If anyone follows Jason Haddix, you've probably heard about Perplexity offering Google 34.5B for Chrome.
This got my attention, so I dug further.
Here is what I learned:
Perplexity just lobbed a 34.5B offer at Google for Chrome. Whether this closes or not, the signal is loud: the browser is turning into the AI control plane for the internet.
New internet: tabs become tasks, pages become APIs, your agent negotiates with services on your behalf. Chrome, or any dominant browser, becomes the runtime for agents, not just HTML.
Protocols that matter:
• MCP, Model Context Protocol, gives models a standard way to plug into tools and data, think USB for AI. This is how agents get real capabilities without duct tape.
• A2A, Agent-to-Agent, lets agents talk to each other directly, coordinate, and transact across vendors. Interop kills lock-in, it also explodes the attack surface.
Infinite extensibility of data: with MCP-style connectors, anything you can read or write becomes callable, databases, calendars, POS, cameras. Context stops being a static prompt, it becomes a live graph that your agent can extend on the fly. Power goes up, governance better be ready.
Ultra-personalized ads: the unit of advertising shifts from a banner to an instruction. Agent-to-agent bidding for your next action, not your next click. Your agent will broker your attention, price it, and enforce preferences, or you will get steamrolled by dark-pattern agent scripts.
Security, the part most folks will ignore until it bites:
• Supply chain, every MCP server is a new dependency. Sign everything, sandbox hard, monitor egress.
• Prompt injection moves into the DOM, the browser becomes the blast radius.
• Memory theft, if your agent keeps long-term memory, that store is the new crown jewels.

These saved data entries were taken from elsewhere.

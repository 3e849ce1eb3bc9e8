#![forbid(unsafe_code)]

//! Grid-packed tile maps with orthogonal connectors.
//!
//! Weighted, positioned entities become non-overlapping axis-aligned tiles on a fixed cell grid,
//! related tiles are linked by one- or two-segment orthogonal connectors, and background guide
//! lines are laid along tile edges. The output is plain geometry for an external renderer.
//!
//! Every build runs inside its own [`LayoutContext`]; [`layout`] creates one, fills it and
//! returns the flattened result.

pub mod config;
pub mod context;
pub mod error;
pub mod geom;
pub mod grid;
pub mod guides;
pub mod model;
pub mod relations;
pub mod route;
pub mod stroke;
pub mod tile;

pub use config::CanvasConfig;
pub use context::LayoutContext;
pub use error::{Error, Result};
pub use geom::{ColorClass, CornerPos, LineDir, LineSegment, Point, SegmentId, SegmentKind};
pub use grid::{Footprint, GridSystem};
pub use model::{Entity, MondrianLayout, Relation, SegmentLayout, TileLayout};
pub use stroke::StrokeMetrics;
pub use tile::{Corner, Tile};

use rustc_hash::FxHashSet;
use tracing::debug;

pub const VERSION: &str = env!("CARGO_PKG_VERSION");

/// Lays out `entities` and routes `relations` between them.
///
/// Relations naming unknown ids are dropped; the rest go through bounded-degree selection in
/// input order before routing.
pub fn layout(
    entities: &[Entity],
    relations: &[Relation],
    config: &CanvasConfig,
) -> Result<MondrianLayout> {
    config.validate()?;

    let mut ctx = LayoutContext::new(config);
    let area_error = place_tiles(&mut ctx, entities, config)?;

    let known: Vec<Relation> = relations
        .iter()
        .filter(|r| ctx.tile(&r.id_a).is_some() && ctx.tile(&r.id_b).is_some())
        .cloned()
        .collect();
    let selected = relations::select_relations(&known, config.degree_cap);
    route::route_all(&mut ctx, &selected);

    let grid = GridSystem::from_config(config);
    let guides = guides::structural_guides(
        ctx.tiles(),
        &guides::GuideOptions {
            extent: grid.extent(),
            min_length: config.min_guide_length,
            stroke_width: config.thin_stroke_width,
        },
    );
    let guide_count = guides.len();
    for g in guides {
        ctx.push_segment(g);
    }

    debug!(
        tiles = ctx.tile_count(),
        relations = relations.len(),
        selected = selected.len(),
        guides = guide_count,
        area_error,
        "layout built"
    );

    let (tiles, segments) = ctx.into_parts();
    Ok(MondrianLayout {
        tiles: tiles.iter().map(TileLayout::from).collect(),
        segments: segments.iter().map(SegmentLayout::from).collect(),
        area_error,
    })
}

/// Places tiles for `entities` into `ctx` by descending target area, after emitting the canvas
/// frame. Returns the summed area error.
///
/// Entities are validated against each other and against tiles already in `ctx` before anything
/// is added, so an error or an empty entity set leaves `ctx` untouched.
pub fn place_tiles(
    ctx: &mut LayoutContext,
    entities: &[Entity],
    config: &CanvasConfig,
) -> Result<f64> {
    validate_entities(entities)?;
    if let Some(e) = entities.iter().find(|e| ctx.tile(&e.id).is_some()) {
        return Err(Error::DuplicateEntity { id: e.id.clone() });
    }
    if entities.is_empty() {
        return Ok(0.0);
    }
    let mut order: Vec<(usize, f64)> = entities
        .iter()
        .enumerate()
        .map(|(i, e)| (i, e.weight * config.area_scale))
        .collect();
    // Stable: equal areas keep input order.
    order.sort_by(|a, b| b.1.total_cmp(&a.1));

    let grid = GridSystem::from_config(config);
    let points: Vec<Point> = order.iter().map(|&(i, _)| entities[i].center()).collect();
    let areas: Vec<f64> = order.iter().map(|&(_, area)| area).collect();
    let (footprints, area_error) = grid.fill_footprints(&points, &areas);

    ctx.push_frame(grid.extent());
    for (&(i, area), fp) in order.iter().zip(&footprints) {
        let e = &entities[i];
        ctx.new_tile(fp.top_left, fp.bottom_right, area, e.color_class, e.id.clone())?;
    }
    Ok(area_error)
}

/// JSON convenience over [`layout`]: `entities` and `relations` are JSON arrays of records.
pub fn layout_json(entities: &str, relations: &str, config: &CanvasConfig) -> Result<String> {
    let entities: Vec<Entity> = serde_json::from_str(entities)?;
    let relations: Vec<Relation> = serde_json::from_str(relations)?;
    let out = layout(&entities, &relations, config)?;
    Ok(serde_json::to_string(&out)?)
}

fn validate_entities(entities: &[Entity]) -> Result<()> {
    let mut seen: FxHashSet<&str> = FxHashSet::default();
    for e in entities {
        if !seen.insert(e.id.as_str()) {
            return Err(Error::DuplicateEntity { id: e.id.clone() });
        }
        if !e.x.is_finite() || !e.y.is_finite() {
            return Err(Error::InvalidEntity {
                id: e.id.clone(),
                message: format!("center ({}, {}) is not finite", e.x, e.y),
            });
        }
        if !e.weight.is_finite() || e.weight < 0.0 {
            return Err(Error::InvalidEntity {
                id: e.id.clone(),
                message: format!("weight {} must be finite and non-negative", e.weight),
            });
        }
    }
    Ok(())
}
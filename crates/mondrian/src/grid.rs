//! Uniform cell grid and footprint packing.
//!
//! The canvas is cut into `cell_width x cell_height` cells. A footprint is a block of whole cells
//! whose size approximates a target area and whose middle cell sits under the requested center.
//! Packing performs no overlap detection: callers feed entities by descending area, and earlier
//! footprints simply keep their cells.

use crate::geom::Point;
use tracing::trace;

/// Pixel rectangle of a footprint, spanning whole grid cells.
#[derive(Debug, Clone, Copy, PartialEq)]
pub struct Footprint {
    pub top_left: Point,
    pub bottom_right: Point,
}

impl Footprint {
    pub fn width(&self) -> f64 {
        self.bottom_right.x - self.top_left.x
    }

    pub fn height(&self) -> f64 {
        self.bottom_right.y - self.top_left.y
    }

    pub fn area(&self) -> f64 {
        self.width() * self.height()
    }

    /// True when the open interiors of both rectangles intersect.
    pub fn overlaps(&self, other: &Footprint) -> bool {
        self.top_left.x < other.bottom_right.x
            && other.top_left.x < self.bottom_right.x
            && self.top_left.y < other.bottom_right.y
            && other.top_left.y < self.bottom_right.y
    }
}

#[derive(Debug, Clone)]
pub struct GridSystem {
    pub width: f64,
    pub height: f64,
    pub cell_width: f64,
    pub cell_height: f64,
    /// y-values of horizontal grid lines, from 0 in steps of `cell_height`.
    pub lines_h: Vec<f64>,
    /// x-values of vertical grid lines, from 0 in steps of `cell_width`.
    pub lines_v: Vec<f64>,
}

impl GridSystem {
    pub fn new(width: f64, height: f64, cell_width: f64, cell_height: f64) -> Self {
        Self {
            width,
            height,
            cell_width,
            cell_height,
            lines_h: grid_lines(height, cell_height),
            lines_v: grid_lines(width, cell_width),
        }
    }

    pub fn from_config(config: &crate::CanvasConfig) -> Self {
        Self::new(
            config.canvas_width,
            config.canvas_height,
            config.cell_width,
            config.cell_height,
        )
    }

    pub fn cell_area(&self) -> f64 {
        self.cell_width * self.cell_height
    }

    /// Bottom-right corner of the last full grid cell; the drawable extent of the canvas.
    pub fn extent(&self) -> Point {
        Point::new(
            self.lines_v.last().copied().unwrap_or(0.0),
            self.lines_h.last().copied().unwrap_or(0.0),
        )
    }

    /// Rows and columns of a near-square block holding `cell_count` cells.
    pub fn approximate_grid_layout(cell_count: usize) -> (usize, usize) {
        match cell_count {
            0 | 1 => (1, 1),
            2..=4 => (2, 2),
            n => {
                let rows = (n as f64).sqrt().floor() as usize;
                (rows, n.div_ceil(rows))
            }
        }
    }

    /// Whole-cell rectangle centered on `point` approximating `target_area`.
    ///
    /// Returns the footprint and the absolute difference between the target and the footprint's
    /// cell area. Footprints larger than the grid are clipped to the usable cells (cell 0 on each
    /// axis is reserved).
    pub fn fill_footprint(&self, point: Point, target_area: f64) -> (Footprint, f64) {
        let cell_count = (target_area / self.cell_area()).round_ties_even().max(1.0) as usize;
        let (mut rows, mut cols) = Self::approximate_grid_layout(cell_count);

        let last_row = self.lines_h.len().saturating_sub(1);
        let last_col = self.lines_v.len().saturating_sub(1);
        let max_rows = last_row.saturating_sub(1).max(1);
        let max_cols = last_col.saturating_sub(1).max(1);
        if rows > max_rows || cols > max_cols {
            trace!(rows, cols, max_rows, max_cols, "footprint clipped to grid bounds");
            rows = rows.min(max_rows);
            cols = cols.min(max_cols);
        }

        let start_row = clamp_start(
            (point.y / self.cell_height).floor() - (rows / 2) as f64,
            last_row,
            rows,
        );
        let start_col = clamp_start(
            (point.x / self.cell_width).floor() - (cols / 2) as f64,
            last_col,
            cols,
        );

        let footprint = Footprint {
            top_left: Point::new(self.line_v(start_col), self.line_h(start_row)),
            bottom_right: Point::new(self.line_v(start_col + cols), self.line_h(start_row + rows)),
        };
        let area_error = (target_area - (rows * cols) as f64 * self.cell_area()).abs();
        (footprint, area_error)
    }

    /// Applies [`Self::fill_footprint`] pairwise, preserving input order.
    ///
    /// Returns the footprints and the summed area error.
    pub fn fill_footprints(&self, points: &[Point], target_areas: &[f64]) -> (Vec<Footprint>, f64) {
        let mut footprints = Vec::with_capacity(points.len().min(target_areas.len()));
        let mut area_error = 0.0;
        for (&point, &target_area) in points.iter().zip(target_areas) {
            let (footprint, err) = self.fill_footprint(point, target_area);
            footprints.push(footprint);
            area_error += err;
        }
        (footprints, area_error)
    }

    fn line_h(&self, idx: usize) -> f64 {
        self.lines_h
            .get(idx)
            .copied()
            .unwrap_or(idx as f64 * self.cell_height)
    }

    fn line_v(&self, idx: usize) -> f64 {
        self.lines_v
            .get(idx)
            .copied()
            .unwrap_or(idx as f64 * self.cell_width)
    }
}

fn grid_lines(extent: f64, step: f64) -> Vec<f64> {
    let count = (extent / step).floor() as usize;
    (0..=count).map(|i| i as f64 * step).collect()
}

/// Clamped in float space so far off-canvas centers pin to the nearest edge.
fn clamp_start(start: f64, last_index: usize, span: usize) -> usize {
    let max = last_index.saturating_sub(span).max(1) as f64;
    start.clamp(1.0, max) as usize
}
//! Geometry primitives shared by the grid, tile and routing stages.
//!
//! Values here carry no behavior beyond small helpers; all layout state lives in
//! [`crate::context::LayoutContext`].

use serde::{Deserialize, Serialize};

#[derive(Debug, Clone, Copy, PartialEq, Default, Serialize, Deserialize)]
pub struct Point {
    pub x: f64,
    pub y: f64,
}

impl Point {
    pub const fn new(x: f64, y: f64) -> Self {
        Self { x, y }
    }

    pub fn manhattan(self, other: Point) -> f64 {
        (self.x - other.x).abs() + (self.y - other.y).abs()
    }

    pub fn euclidean(self, other: Point) -> f64 {
        (self.x - other.x).hypot(self.y - other.y)
    }

    pub fn offset(self, dx: f64, dy: f64) -> Self {
        Self::new(self.x + dx, self.y + dy)
    }
}

#[derive(Debug, Clone, Copy, PartialEq, Eq, Hash, Serialize, Deserialize)]
#[serde(rename_all = "snake_case")]
pub enum CornerPos {
    TopLeft,
    TopRight,
    BottomLeft,
    BottomRight,
}

impl CornerPos {
    pub const ALL: [CornerPos; 4] = [
        CornerPos::TopLeft,
        CornerPos::TopRight,
        CornerPos::BottomLeft,
        CornerPos::BottomRight,
    ];

    pub const fn index(self) -> usize {
        match self {
            CornerPos::TopLeft => 0,
            CornerPos::TopRight => 1,
            CornerPos::BottomLeft => 2,
            CornerPos::BottomRight => 3,
        }
    }

    pub const fn is_left(self) -> bool {
        matches!(self, CornerPos::TopLeft | CornerPos::BottomLeft)
    }

    pub const fn is_top(self) -> bool {
        matches!(self, CornerPos::TopLeft | CornerPos::TopRight)
    }
}

/// Travel direction of an axis-aligned segment (screen coordinates, y grows downwards).
#[derive(Debug, Clone, Copy, PartialEq, Eq, Hash, Serialize, Deserialize)]
#[serde(rename_all = "snake_case")]
pub enum LineDir {
    Right,
    Left,
    Down,
    Up,
}

impl LineDir {
    pub const ALL: [LineDir; 4] = [LineDir::Right, LineDir::Left, LineDir::Down, LineDir::Up];

    pub const fn index(self) -> usize {
        match self {
            LineDir::Right => 0,
            LineDir::Left => 1,
            LineDir::Down => 2,
            LineDir::Up => 3,
        }
    }

    pub const fn is_horizontal(self) -> bool {
        matches!(self, LineDir::Right | LineDir::Left)
    }

    /// Unit step along the direction of travel.
    pub const fn unit(self) -> (f64, f64) {
        match self {
            LineDir::Right => (1.0, 0.0),
            LineDir::Left => (-1.0, 0.0),
            LineDir::Down => (0.0, 1.0),
            LineDir::Up => (0.0, -1.0),
        }
    }
}

/// Classifies the segment `a -> b` as vertical or horizontal.
///
/// A delta of at most `tolerance` on one axis counts as aligned on that axis (corner points carry
/// the half-stroke adjustment, so exact equality is too strict). Coincident points, and points
/// that are misaligned on both axes, yield `None`.
pub fn line_direction(a: Point, b: Point, tolerance: f64) -> Option<LineDir> {
    let dx = b.x - a.x;
    let dy = b.y - a.y;
    let vertical = dx.abs() <= tolerance;
    let horizontal = dy.abs() <= tolerance;
    match (vertical, horizontal) {
        (true, true) => None,
        (true, false) if dy > 0.0 => Some(LineDir::Down),
        (true, false) => Some(LineDir::Up),
        (false, true) if dx > 0.0 => Some(LineDir::Right),
        (false, true) => Some(LineDir::Left),
        (false, false) => None,
    }
}

/// Abstract color class of a tile or segment. Concrete palettes belong to the renderer.
#[derive(Debug, Clone, Copy, PartialEq, Eq, Hash, Default, Serialize, Deserialize)]
#[serde(rename_all = "snake_case", from = "String")]
pub enum ColorClass {
    Up,
    Down,
    Moderate,
    #[default]
    Neutral,
}

impl ColorClass {
    /// Fixed tag lookup. Unrecognized tags fall back to [`ColorClass::Neutral`].
    pub fn from_tag(tag: &str) -> Self {
        match tag.trim().to_ascii_lowercase().as_str() {
            "up" | "red" => ColorClass::Up,
            "down" | "blue" => ColorClass::Down,
            "moderate" | "yellow" => ColorClass::Moderate,
            _ => ColorClass::Neutral,
        }
    }
}

impl From<&str> for ColorClass {
    fn from(tag: &str) -> Self {
        Self::from_tag(tag)
    }
}

impl From<String> for ColorClass {
    fn from(tag: String) -> Self {
        Self::from_tag(&tag)
    }
}

#[derive(Debug, Clone, Copy, PartialEq, Eq, Hash, Serialize, Deserialize)]
#[serde(rename_all = "snake_case")]
pub enum SegmentKind {
    /// Outline of a tile.
    Boundary,
    /// Orthogonal link between two related tiles.
    Connector,
    /// Background guide line touching a tile edge.
    Guide,
    /// Outer canvas frame.
    Frame,
}

/// Index of a segment inside the layout context that produced it.
#[derive(Debug, Clone, Copy, PartialEq, Eq, Hash, PartialOrd, Ord, Serialize, Deserialize)]
#[serde(transparent)]
pub struct SegmentId(pub usize);

#[derive(Debug, Clone, PartialEq, Serialize, Deserialize)]
pub struct LineSegment {
    pub a: Point,
    pub b: Point,
    pub direction: Option<LineDir>,
    pub color: ColorClass,
    pub stroke_width: f64,
    pub kind: SegmentKind,
}

impl LineSegment {
    pub fn length(&self) -> f64 {
        self.a.euclidean(self.b)
    }
}
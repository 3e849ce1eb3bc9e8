//! Background guide lines.
//!
//! Guides are laid only on x/y positions that are tile edges, and only across the gaps between
//! tiles along that position. Each guide ends on a tile edge or on the canvas boundary; short
//! stubs are dropped.

use crate::geom::{ColorClass, LineDir, LineSegment, Point, SegmentKind};
use crate::tile::Tile;

/// A tile rectangle seen from one line orientation: `across` is the axis the line position lives
/// on, `along` is the axis the line runs on.
#[derive(Debug, Clone, Copy)]
struct Span {
    across: (f64, f64),
    along: (f64, f64),
}

#[derive(Debug, Clone, Copy)]
pub struct GuideOptions {
    /// Bottom-right of the canvas; guides run from 0 to this extent.
    pub extent: Point,
    /// Guides must be strictly longer than this.
    pub min_length: f64,
    pub stroke_width: f64,
}

/// Vertical guides first (by ascending x), then horizontal guides (by ascending y).
pub fn structural_guides<'a>(
    tiles: impl IntoIterator<Item = &'a Tile>,
    opts: &GuideOptions,
) -> Vec<LineSegment> {
    let tiles: Vec<&Tile> = tiles.into_iter().collect();
    let vertical: Vec<Span> = tiles
        .iter()
        .map(|t| Span {
            across: (t.raw_top_left.x, t.raw_bottom_right.x),
            along: (t.raw_top_left.y, t.raw_bottom_right.y),
        })
        .collect();
    let horizontal: Vec<Span> = tiles
        .iter()
        .map(|t| Span {
            across: (t.raw_top_left.y, t.raw_bottom_right.y),
            along: (t.raw_top_left.x, t.raw_bottom_right.x),
        })
        .collect();

    let mut out = Vec::new();
    for x in edge_positions(&vertical, opts.extent.x) {
        for (y0, y1) in gaps_at(x, &vertical, opts.extent.y) {
            if y1 - y0 > opts.min_length {
                out.push(guide(
                    Point::new(x, y0),
                    Point::new(x, y1),
                    LineDir::Down,
                    opts,
                ));
            }
        }
    }
    for y in edge_positions(&horizontal, opts.extent.y) {
        for (x0, x1) in gaps_at(y, &horizontal, opts.extent.x) {
            if x1 - x0 > opts.min_length {
                out.push(guide(
                    Point::new(x0, y),
                    Point::new(x1, y),
                    LineDir::Right,
                    opts,
                ));
            }
        }
    }
    out
}

fn guide(a: Point, b: Point, dir: LineDir, opts: &GuideOptions) -> LineSegment {
    LineSegment {
        a,
        b,
        direction: Some(dir),
        color: ColorClass::Neutral,
        stroke_width: opts.stroke_width,
        kind: SegmentKind::Guide,
    }
}

/// Distinct tile edges strictly inside the canvas, ascending.
fn edge_positions(spans: &[Span], extent: f64) -> Vec<f64> {
    let mut positions: Vec<f64> = spans
        .iter()
        .flat_map(|s| [s.across.0, s.across.1])
        .filter(|&p| p > 0.0 && p < extent)
        .collect();
    positions.sort_by(f64::total_cmp);
    positions.dedup();
    positions
}

/// Free stretches along the line at `pos`, bounded by tile edges or the canvas.
fn gaps_at(pos: f64, spans: &[Span], extent: f64) -> Vec<(f64, f64)> {
    // Tiles the line crosses or runs along.
    let mut occupied: Vec<(f64, f64)> = spans
        .iter()
        .filter(|s| {
            (s.across.0 < pos && pos < s.across.1) || s.across.0 == pos || s.across.1 == pos
        })
        .map(|s| s.along)
        .collect();
    if occupied.is_empty() {
        return Vec::new();
    }
    occupied.sort_by(|a, b| a.0.total_cmp(&b.0).then(a.1.total_cmp(&b.1)));

    let mut merged: Vec<(f64, f64)> = Vec::with_capacity(occupied.len());
    for (start, end) in occupied {
        match merged.last_mut() {
            Some(last) if start <= last.1 => last.1 = last.1.max(end),
            _ => merged.push((start, end)),
        }
    }

    let mut gaps = Vec::new();
    let mut current = 0.0;
    for (start, end) in merged {
        if current < start && (current == 0.0 || touches_edge(pos, current, start, spans, extent)) {
            gaps.push((current, start));
        }
        current = f64::max(current, end);
    }
    if current < extent && touches_edge(pos, current, extent, spans, extent) {
        gaps.push((current, extent));
    }
    gaps
}

/// True when either end of `start..end` lies on an edge of a tile the line passes, or on the
/// canvas boundary.
fn touches_edge(pos: f64, start: f64, end: f64, spans: &[Span], extent: f64) -> bool {
    let on_edge = |v: f64| {
        spans.iter().any(|s| {
            (s.along.0 == v || s.along.1 == v) && s.across.0 <= pos && pos <= s.across.1
        })
    };
    start == 0.0 || end == extent || on_edge(start) || on_edge(end)
}
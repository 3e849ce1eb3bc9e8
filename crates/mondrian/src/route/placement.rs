//! Stroke offsets for connector legs.
//!
//! Every leg of a connector is nudged so its stroke stays outside the tile body it touches and
//! does not overdraw a boundary stroke at the joint. The nudge depends only on the corner the leg
//! touches, the leg's travel direction, and whether the leg leaves the corner or arrives at it.

use crate::geom::{CornerPos, LineDir, Point};
use crate::stroke::StrokeMetrics;

#[derive(Debug, Clone, Copy, PartialEq, Eq, Hash)]
pub enum Leg {
    /// Corner to bend point.
    Outbound,
    /// Bend point to corner.
    Inbound,
}

/// Offset expressed in stroke units, resolved against [`StrokeMetrics`].
#[derive(Debug, Clone, Copy, PartialEq, Eq)]
pub struct Nudge {
    halves: i8,
    trims: i8,
}

impl Nudge {
    pub const ZERO: Nudge = Nudge::new(0, 0);

    pub const fn new(halves: i8, trims: i8) -> Self {
        Self { halves, trims }
    }

    pub fn resolve(self, stroke: &StrokeMetrics) -> f64 {
        f64::from(self.halves) * stroke.half + f64::from(self.trims) * stroke.trim()
    }
}

const HALF: Nudge = Nudge::new(1, 0);
const NEG_HALF: Nudge = Nudge::new(-1, 0);
const TRIM: Nudge = Nudge::new(0, 1);
const NEG_TRIM: Nudge = Nudge::new(0, -1);
const BACK_OVER: Nudge = Nudge::new(-2, 0);

/// `normal` shifts both endpoints across the travel axis (+x or +y); `lead` and `tail` shift the
/// start and end points along the direction of travel.
#[derive(Debug, Clone, Copy, PartialEq, Eq)]
pub struct Placement {
    pub normal: Nudge,
    pub lead: Nudge,
    pub tail: Nudge,
}

const fn p(normal: Nudge, lead: Nudge, tail: Nudge) -> Placement {
    Placement { normal, lead, tail }
}

const Z: Nudge = Nudge::ZERO;

// Shift across the travel axis only.
const SHIFT_POS: Placement = p(HALF, Z, Z);
const SHIFT_NEG: Placement = p(NEG_HALF, Z, Z);
// Leaving a corner away from the tile: start past the boundary stroke.
const LEAVE_POS: Placement = p(HALF, TRIM, Z);
const LEAVE_NEG: Placement = p(NEG_HALF, TRIM, Z);
// Entering a corner: start back over the bend joint, stop short of the boundary stroke.
const ENTER_POS: Placement = p(HALF, BACK_OVER, NEG_TRIM);
const ENTER_NEG: Placement = p(NEG_HALF, BACK_OVER, NEG_TRIM);

// Rows: TopLeft, TopRight, BottomLeft, BottomRight. Columns: Right, Left, Down, Up.
const OUTBOUND: [[Placement; 4]; 4] = [
    [SHIFT_POS, LEAVE_POS, SHIFT_POS, LEAVE_POS],
    [LEAVE_POS, SHIFT_POS, SHIFT_NEG, LEAVE_NEG],
    [SHIFT_NEG, LEAVE_NEG, LEAVE_POS, SHIFT_POS],
    [LEAVE_NEG, SHIFT_NEG, LEAVE_NEG, SHIFT_NEG],
];

const INBOUND: [[Placement; 4]; 4] = [
    [ENTER_POS, SHIFT_POS, ENTER_POS, SHIFT_POS],
    [SHIFT_POS, ENTER_POS, ENTER_NEG, SHIFT_NEG],
    [ENTER_NEG, SHIFT_NEG, SHIFT_POS, ENTER_POS],
    [SHIFT_NEG, ENTER_NEG, SHIFT_NEG, ENTER_NEG],
];

pub fn placement(corner: CornerPos, dir: LineDir, leg: Leg) -> Placement {
    let table = match leg {
        Leg::Outbound => &OUTBOUND,
        Leg::Inbound => &INBOUND,
    };
    table[corner.index()][dir.index()]
}

/// Applies `placement` to the leg `start -> end` travelling in `dir`.
pub fn place(
    start: Point,
    end: Point,
    dir: LineDir,
    placement: Placement,
    stroke: &StrokeMetrics,
) -> (Point, Point) {
    let (ux, uy) = dir.unit();
    let n = placement.normal.resolve(stroke);
    let (nx, ny) = if dir.is_horizontal() { (0.0, n) } else { (n, 0.0) };
    let lead = placement.lead.resolve(stroke);
    let tail = placement.tail.resolve(stroke);
    (
        start.offset(nx + ux * lead, ny + uy * lead),
        end.offset(nx + ux * tail, ny + uy * tail),
    )
}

Local first, encrypted by default, consent receipts, easy revocation.
Open questions for you all:
Should a browser that controls distribution for search and agents live outside a search giant, or is this possible sale a cure worse than the disease?
What baseline rights should a personal agent enforce, ad-free mode, default deny on data sharing, verifiable consent, rate limits on agent-to-agent requests?
If MCP and A2A win, what is the minimal security standard, signed connectors, capability-scoped keys, per-task sandboxes, audit logs by default?
If Chrome became AI-native tomorrow, what would you build first, and what would you block by policy on day one?